In 1974, Samra emigrated from Saudi Arabia to France to attend the École Nationale Supérieure des Beaux-Arts (ENSBA), Paris. While studying at the esteemed institution, he immersed himself in the work of modern and contemporary European artists. This initial period of Samra’s development was distinguished by expressionist drawings and paintings that investigate the body in motion or at rest, establishing a conceptual basis for his later videos, photographs, and installations, while also demonstrating his initial rejection of the traditional forms of figuration.

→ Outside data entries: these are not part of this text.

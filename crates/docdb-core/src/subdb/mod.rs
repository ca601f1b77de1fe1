// Copyright (C) 2025 SyncMyOrders Sp. z o.o.
// SPDX-License-Identifier: AGPL-3.0-or-later
//! Sub-databases.
//!
//! Every document of a document database lives in exactly one of three
//! sub-databases:
//!
//! | id | type | contents |
//! |----|------|----------|
//! | 0 | ready | searchable documents: meta store, summary, attributes, index |
//! | 1 | removed | tombstones: meta store only |
//! | 2 | not-ready | stored but not searchable: meta store, summary, attributes |
//!
//! Each sub-database persists itself as one JSON snapshot and remembers the
//! serial number it was flushed at. Replay skips operations already covered
//! by a sub-database's snapshot.

pub mod attribute;
pub mod collection;
pub mod index;
pub mod meta_store;
pub mod summary;

use std::collections::BTreeSet;
use std::fmt;
use std::path::{Path, PathBuf};
use std::sync::atomic::{AtomicU64, Ordering};

use chrono::{DateTime, Utc};
use docdb_tlog::SerialNum;
use serde::{Deserialize, Serialize};
use tokio::sync::RwLock;
use tracing::{debug, info};

use crate::document::{Document, GlobalId, Lid};
use crate::error::{DocDbError, Result};

pub use attribute::AttributeManager;
pub use collection::{DocumentLocation, MoveCandidate, SubDbCollection};
pub use index::IndexManager;
pub use meta_store::{AllocStrategy, DocumentMetaStore, LidUsageStats, MetaEntry};
pub use summary::SummaryStore;

/// Which of the three sub-databases.
#[derive(Debug, Clone, Copy, PartialEq, Eq, Hash, PartialOrd, Ord, Serialize, Deserialize)]
#[serde(rename_all = "snake_case")]
pub enum SubDbType {
    Ready,
    Removed,
    NotReady,
}

impl SubDbType {
    pub const ALL: [SubDbType; 3] = [SubDbType::Ready, SubDbType::Removed, SubDbType::NotReady];

    pub fn id(&self) -> u32 {
        match self {
            Self::Ready => 0,
            Self::Removed => 1,
            Self::NotReady => 2,
        }
    }

    pub fn name(&self) -> &'static str {
        match self {
            Self::Ready => "ready",
            Self::Removed => "removed",
            Self::NotReady => "notready",
        }
    }

    /// Directory name under the document database directory.
    pub fn dir_name(&self) -> String {
        format!("{}.{}", self.id(), self.name())
    }

    /// Whether the sub-database stores full documents.
    pub fn stores_documents(&self) -> bool {
        !matches!(self, Self::Removed)
    }
}

impl fmt::Display for SubDbType {
    fn fmt(&self, f: &mut fmt::Formatter<'_>) -> fmt::Result {
        f.write_str(self.name())
    }
}

const SNAPSHOT_FILE: &str = "snapshot.json";

#[derive(Debug, Serialize, Deserialize)]
struct StoredDocument {
    lid: Lid,
    meta: MetaEntry,
    #[serde(default)]
    document: Option<Document>,
}

/// Persisted form of one sub-database.
#[derive(Debug, Serialize, Deserialize)]
struct SubDbSnapshot {
    sub_db: SubDbType,
    flushed_serial: SerialNum,
    flushed_at: DateTime<Utc>,
    lid_limit: Lid,
    #[serde(default)]
    attribute_columns: BTreeSet<String>,
    #[serde(default)]
    index_fields: BTreeSet<String>,
    documents: Vec<StoredDocument>,
}

/// Document counts and memory of one sub-database.
#[derive(Debug, Clone, PartialEq, Serialize)]
pub struct SubDbStats {
    pub sub_db: SubDbType,
    pub documents: u32,
    pub lid_usage: LidUsageStats,
    pub flushed_serial: SerialNum,
    pub last_flush: Option<DateTime<Utc>>,
    pub memory_usage: usize,
}

/// One sub-database and its stores.
///
/// The meta store is only written from the master task. Summary, attribute
/// and index stores are written from their writer executors and read
/// concurrently by queries.
pub struct DocumentSubDb {
    sub_db_type: SubDbType,
    dir: PathBuf,
    pub(crate) meta_store: RwLock<DocumentMetaStore>,
    pub(crate) summary: RwLock<SummaryStore>,
    pub(crate) attributes: RwLock<AttributeManager>,
    pub(crate) index: Option<RwLock<IndexManager>>,
    flushed_serial: AtomicU64,
    last_flush: std::sync::Mutex<Option<DateTime<Utc>>>,
}

impl fmt::Debug for DocumentSubDb {
    fn fmt(&self, f: &mut fmt::Formatter<'_>) -> fmt::Result {
        f.debug_struct("DocumentSubDb")
            .field("sub_db_type", &self.sub_db_type)
            .field("dir", &self.dir)
            .field("flushed_serial", &self.flushed_serial())
            .finish_non_exhaustive()
    }
}

impl DocumentSubDb {
    pub fn new(
        sub_db_type: SubDbType,
        dir: PathBuf,
        alloc: AllocStrategy,
        attribute_fields: &BTreeSet<String>,
        index_fields: &BTreeSet<String>,
    ) -> Self {
        let attributes = if sub_db_type.stores_documents() {
            AttributeManager::new(attribute_fields)
        } else {
            AttributeManager::default()
        };
        let index = (sub_db_type == SubDbType::Ready)
            .then(|| RwLock::new(IndexManager::new(index_fields.clone())));

        Self {
            sub_db_type,
            dir,
            meta_store: RwLock::new(DocumentMetaStore::new(
                alloc,
                sub_db_type == SubDbType::Ready,
            )),
            summary: RwLock::new(SummaryStore::new()),
            attributes: RwLock::new(attributes),
            index,
            flushed_serial: AtomicU64::new(0),
            last_flush: std::sync::Mutex::new(None),
        }
    }

    pub fn sub_db_type(&self) -> SubDbType {
        self.sub_db_type
    }

    pub fn dir(&self) -> &Path {
        &self.dir
    }

    fn snapshot_path(&self) -> PathBuf {
        self.dir.join(SNAPSHOT_FILE)
    }

    /// Serial number covered by the last flush, `0` if never flushed.
    pub fn flushed_serial(&self) -> SerialNum {
        self.flushed_serial.load(Ordering::Acquire)
    }

    pub fn last_flush_time(&self) -> Option<DateTime<Utc>> {
        self.last_flush.lock().ok().and_then(|guard| *guard)
    }

    /// Replace in-memory state with the persisted snapshot, if any.
    pub async fn load(&self) -> Result<()> {
        let path = self.snapshot_path();
        let raw = match tokio::fs::read(&path).await {
            Ok(raw) => raw,
            Err(e) if e.kind() == std::io::ErrorKind::NotFound => {
                debug!(sub_db = %self.sub_db_type, "No snapshot, starting empty");
                return Ok(());
            }
            Err(e) => return Err(DocDbError::snapshot(&path, e)),
        };
        let snapshot: SubDbSnapshot =
            serde_json::from_slice(&raw).map_err(|e| DocDbError::snapshot(&path, e))?;
        if snapshot.sub_db != self.sub_db_type {
            return Err(DocDbError::snapshot(
                &path,
                format!(
                    "snapshot belongs to sub-database '{}', expected '{}'",
                    snapshot.sub_db, self.sub_db_type
                ),
            ));
        }

        let mut meta = self.meta_store.write().await;
        let mut summary = self.summary.write().await;
        let mut attributes = self.attributes.write().await;

        let alloc = meta.alloc_strategy().clone();
        *meta = DocumentMetaStore::from_entries(
            alloc,
            self.sub_db_type == SubDbType::Ready,
            snapshot.lid_limit,
            snapshot.documents.iter().map(|d| (d.lid, d.meta)),
        );

        *summary = SummaryStore::new();
        *attributes = if self.sub_db_type.stores_documents() {
            AttributeManager::new(&snapshot.attribute_columns)
        } else {
            AttributeManager::default()
        };
        for stored in &snapshot.documents {
            if let Some(doc) = &stored.document {
                attributes.put(stored.lid, doc);
                summary.put(stored.lid, doc.clone());
            }
        }

        if let Some(index) = &self.index {
            let rebuilt = IndexManager::rebuilt(
                snapshot.index_fields.clone(),
                snapshot
                    .documents
                    .iter()
                    .filter_map(|d| d.document.as_ref().map(|doc| (d.lid, doc))),
            );
            *index.write().await = rebuilt;
        }

        self.flushed_serial
            .store(snapshot.flushed_serial, Ordering::Release);
        if let Ok(mut last) = self.last_flush.lock() {
            *last = Some(snapshot.flushed_at);
        }

        info!(
            sub_db = %self.sub_db_type,
            documents = snapshot.documents.len(),
            flushed_serial = snapshot.flushed_serial,
            "Loaded sub-database snapshot"
        );
        Ok(())
    }

    /// Persist the current state as covering everything up to `serial`.
    ///
    /// The caller must have drained the writer executors so the stores
    /// reflect every operation up to `serial`.
    pub async fn flush(&self, serial: SerialNum) -> Result<SerialNum> {
        if serial < self.flushed_serial() {
            return Ok(self.flushed_serial());
        }

        let snapshot = {
            let meta = self.meta_store.read().await;
            let summary = self.summary.read().await;
            let attributes = self.attributes.read().await;
            let index_fields = match &self.index {
                Some(index) => index.read().await.fields().clone(),
                None => BTreeSet::new(),
            };

            SubDbSnapshot {
                sub_db: self.sub_db_type,
                flushed_serial: serial,
                flushed_at: Utc::now(),
                lid_limit: meta.lid_limit(),
                attribute_columns: attributes.column_names(),
                index_fields,
                documents: meta
                    .iter()
                    .map(|(lid, entry)| StoredDocument {
                        lid,
                        meta: *entry,
                        document: summary.get(lid).cloned(),
                    })
                    .collect(),
            }
        };

        let path = self.snapshot_path();
        let bytes = serde_json::to_vec(&snapshot).map_err(|e| DocDbError::snapshot(&path, e))?;
        write_atomically(&path, &bytes)
            .await
            .map_err(|e| DocDbError::snapshot(&path, e))?;

        self.flushed_serial.store(serial, Ordering::Release);
        if let Ok(mut last) = self.last_flush.lock() {
            *last = Some(snapshot.flushed_at);
        }

        debug!(
            sub_db = %self.sub_db_type,
            serial,
            documents = snapshot.documents.len(),
            "Flushed sub-database"
        );
        Ok(serial)
    }

    pub async fn lookup(&self, gid: &GlobalId) -> Option<(Lid, MetaEntry)> {
        self.meta_store.read().await.lookup(gid)
    }

    pub async fn document(&self, lid: Lid) -> Option<Document> {
        self.summary.read().await.get(lid).cloned()
    }

    pub async fn document_count(&self) -> u32 {
        self.meta_store.read().await.used_lids()
    }

    pub async fn lid_usage(&self) -> LidUsageStats {
        self.meta_store.read().await.usage_stats()
    }

    pub async fn stats(&self) -> SubDbStats {
        let meta = self.meta_store.read().await;
        let mut memory = meta.memory_usage()
            + self.summary.read().await.memory_usage()
            + self.attributes.read().await.memory_usage();
        if let Some(index) = &self.index {
            memory += index.read().await.memory_usage();
        }
        SubDbStats {
            sub_db: self.sub_db_type,
            documents: meta.used_lids(),
            lid_usage: meta.usage_stats(),
            flushed_serial: self.flushed_serial(),
            last_flush: self.last_flush_time(),
            memory_usage: memory,
        }
    }
}

async fn write_atomically(path: &Path, bytes: &[u8]) -> std::io::Result<()> {
    if let Some(parent) = path.parent() {
        tokio::fs::create_dir_all(parent).await?;
    }
    let tmp = path.with_extension("json.tmp");
    let mut file = tokio::fs::File::create(&tmp).await?;
    tokio::io::AsyncWriteExt::write_all(&mut file, bytes).await?;
    file.sync_all().await?;
    drop(file);
    tokio::fs::rename(&tmp, path).await
}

Upon graduating from the ENSBA in 1980, Samra settled in Saudi Arabia and continued to exhibit abroad. In the late 1980s he returned to France, where he spent four years at the Institute du Monde Arabe as an arts consultant. After nearly a decade of contributing to collective exhibitions across Europe, he held his first solo show at Etienne Dinet Gallery in Paris (1989). This milestone was followed by Le Pli (1991), a critically acclaimed exhibition at the Institute du Monde Arabe that established Samra as a leading artist from the Arab world. This period of his career was distinguished by early investigations of emotive and sensory approaches to art.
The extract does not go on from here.